The Aβ16-22 hexamer’s aggregation under a co-effect of EGCG compound and low-pH concentration
- Department of Natural Sciences Teacher Education, Dong Thap University, Dong Thap, Vietnam
- Faculty of Applied Science, Ho Chi Minh City University of Technology, National University Ho Chi Minh city, Vietnam
Abstract
One of the most common forms of dementia is Alzheimer’s disease (AD), and its relationship with β-amyloid plaques. The deposition of amyloid beta (Aβ) oligomers is proved to be a damage cause for AD patients in which the mechanism of Aβ16-22 fragments is believed to keep an important role in the fibrils’ aggregations due to its’ β-contents. Many previous searches showed that the more β-contents formed the more Aβ-fibrillary conformations created. In a previous study, the Aβ16-22 hexamer configuration under the inhibition of the epigallocatechin-3-gallate (EGCG) compound, which attenuated the production of β-sheet structure formation, was successfully constructed. However, the environment controlled 6Aβ16-22 association change was neglected. So, in this scheme we are motivated to make an atomistic investigation via two molecular dynamic simulations (MD): Aβ16-22 hexamer and EGCG complex, one in normal condition pH = 7.0 and the other in lower one pH = 5.5, respectively. The received data provides evidence to determine, the environmental difference does not change the number of H-bond between EGCG and Aβ fragment in which asserted that EGCG becomes a potential prospect in treating AD. Besides that, the results of simulations by using the DSSP tool of Gromacs package demonstrated that the averaging number of random-coil structure didn’t change too much and received similar values of 24.4 and 24.6, and the decreasing of β-contents under the co-operative interaction of low pH and EGCG inhibitor.
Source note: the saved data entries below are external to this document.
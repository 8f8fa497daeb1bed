//! # Webhook Handlers
//!
//! Ingestion endpoints for platform webhooks: the unsigned GET subscription
//! handshake and the signed POST event delivery. Signature verification and
//! rate limiting happen in middleware before the POST handler runs.
//!
//! The POST handler acknowledges immediately and processes on a spawned
//! task: platforms interpret anything but a fast success as "retry me",
//! which would re-trigger already-handled logic.

use std::str::FromStr;
use std::sync::Arc;

use axum::{
    body::Bytes,
    extract::{Path, Query, State},
    http::StatusCode,
    response::Json,
};
use sea_orm::EntityTrait;
use serde::{Deserialize, Serialize};
use subtle::ConstantTimeEq;
use tracing::{info, warn};
use utoipa::{IntoParams, ToSchema};
use uuid::Uuid;

use crate::error::ApiError;
use crate::models::creator;
use crate::normalization::Platform;
use crate::server::AppState;

/// Path parameters for the public webhook routes
#[derive(Debug, Deserialize, IntoParams)]
pub struct PlatformCreatorPath {
    /// Platform slug (e.g. "instagram", "whatsapp")
    #[param(min_length = 1, example = "instagram")]
    pub platform: String,
    /// Creator UUID the webhook is addressed to
    #[param(example = "550e8400-e29b-41d4-a716-446655440000")]
    pub creator_id: String,
}

/// Query parameters of the Meta subscription handshake
#[derive(Debug, Deserialize, IntoParams)]
pub struct HubChallengeQuery {
    #[serde(rename = "hub.mode")]
    pub mode: Option<String>,
    #[serde(rename = "hub.verify_token")]
    pub verify_token: Option<String>,
    #[serde(rename = "hub.challenge")]
    pub challenge: Option<String>,
}

/// Webhook accept response
#[derive(Debug, Serialize, Deserialize, ToSchema)]
pub struct WebhookAcceptResponse {
    /// Acceptance status
    pub status: String,
}

fn parse_path(path: &PlatformCreatorPath) -> Result<(Platform, Uuid), ApiError> {
    let platform = Platform::from_str(&path.platform).map_err(|_| {
        ApiError::new(
            StatusCode::NOT_FOUND,
            "NOT_FOUND",
            &format!("Unsupported platform: {}", path.platform),
        )
    })?;

    let creator_id = Uuid::parse_str(&path.creator_id).map_err(|_| {
        ApiError::new(
            StatusCode::BAD_REQUEST,
            "VALIDATION_FAILED",
            "creator_id must be a UUID",
        )
    })?;

    Ok((platform, creator_id))
}

/// Subscription handshake: echo `hub.challenge` when the verify token
/// matches the creator's stored token.
#[utoipa::path(
    get,
    path = "/webhooks/{platform}/{creator_id}",
    params(PlatformCreatorPath, HubChallengeQuery),
    responses(
        (status = 200, description = "Challenge echoed"),
        (status = 401, description = "Verify token mismatch"),
        (status = 404, description = "Unknown platform or creator")
    ),
    tag = "webhooks"
)]
pub async fn verify_subscription(
    State(state): State<AppState>,
    Path(path): Path<PlatformCreatorPath>,
    Query(query): Query<HubChallengeQuery>,
) -> Result<String, ApiError> {
    let (platform, creator_id) = parse_path(&path)?;

    if query.mode.as_deref() != Some("subscribe") {
        return Err(ApiError::new(
            StatusCode::BAD_REQUEST,
            "VALIDATION_FAILED",
            "hub.mode must be 'subscribe'",
        ));
    }

    let creator = creator::Entity::find_by_id(creator_id)
        .one(&state.db)
        .await?
        .ok_or_else(|| {
            ApiError::new(StatusCode::NOT_FOUND, "NOT_FOUND", "Creator not found")
        })?;

    let expected = creator.webhook_verify_token.as_deref().ok_or_else(|| {
        ApiError::new(
            StatusCode::UNAUTHORIZED,
            "UNAUTHORIZED",
            "Creator has no webhook verify token",
        )
    })?;

    let presented = query.verify_token.as_deref().unwrap_or("");
    let matches: bool = expected.as_bytes().ct_eq(presented.as_bytes()).into();
    if !matches {
        warn!(creator_id = %creator_id, platform = %platform, "Handshake verify token mismatch");
        return Err(ApiError::new(
            StatusCode::UNAUTHORIZED,
            "UNAUTHORIZED",
            "Verify token mismatch",
        ));
    }

    info!(creator_id = %creator_id, platform = %platform, "Webhook subscription verified");
    Ok(query.challenge.unwrap_or_default())
}

/// Signed event delivery. The middleware has already verified the signature
/// over the raw body; this handler acknowledges fast and defers all
/// processing. Downstream failures never change the acknowledgment.
#[utoipa::path(
    post,
    path = "/webhooks/{platform}/{creator_id}",
    params(PlatformCreatorPath),
    responses(
        (status = 200, description = "Event accepted", body = WebhookAcceptResponse),
        (status = 401, description = "Signature verification failed"),
        (status = 404, description = "Unknown platform")
    ),
    tag = "webhooks"
)]
pub async fn accept_event(
    State(state): State<AppState>,
    Path(path): Path<PlatformCreatorPath>,
    body: Bytes,
) -> Result<Json<WebhookAcceptResponse>, ApiError> {
    let (platform, creator_id) = parse_path(&path)?;

    // A verified-but-unparseable body is still acknowledged: returning an
    // error would only make the platform redeliver it forever
    match serde_json::from_slice::<serde_json::Value>(&body) {
        Ok(payload) => {
            let processor = Arc::clone(&state.processor);
            tokio::spawn(async move {
                processor.process_webhook(platform, creator_id, payload).await;
            });
        }
        Err(err) => {
            warn!(
                platform = %platform,
                creator_id = %creator_id,
                error = %err,
                "Discarding verified webhook with unparseable body"
            );
        }
    }

    Ok(Json(WebhookAcceptResponse {
        status: "accepted".to_string(),
    }))
}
The Aβ16-22 free energy has slightly increased from -14,3 kcal.mol-1 to -13,8 kcal.mol-1 when pH concentration is reduced from normal pH = 7.0 to low on pH = 5.5. Finally, the computational results are in agreement with the experimental investigation, our observation adds a physical insight into the picture of the computational aided drug design in Aβ treatment.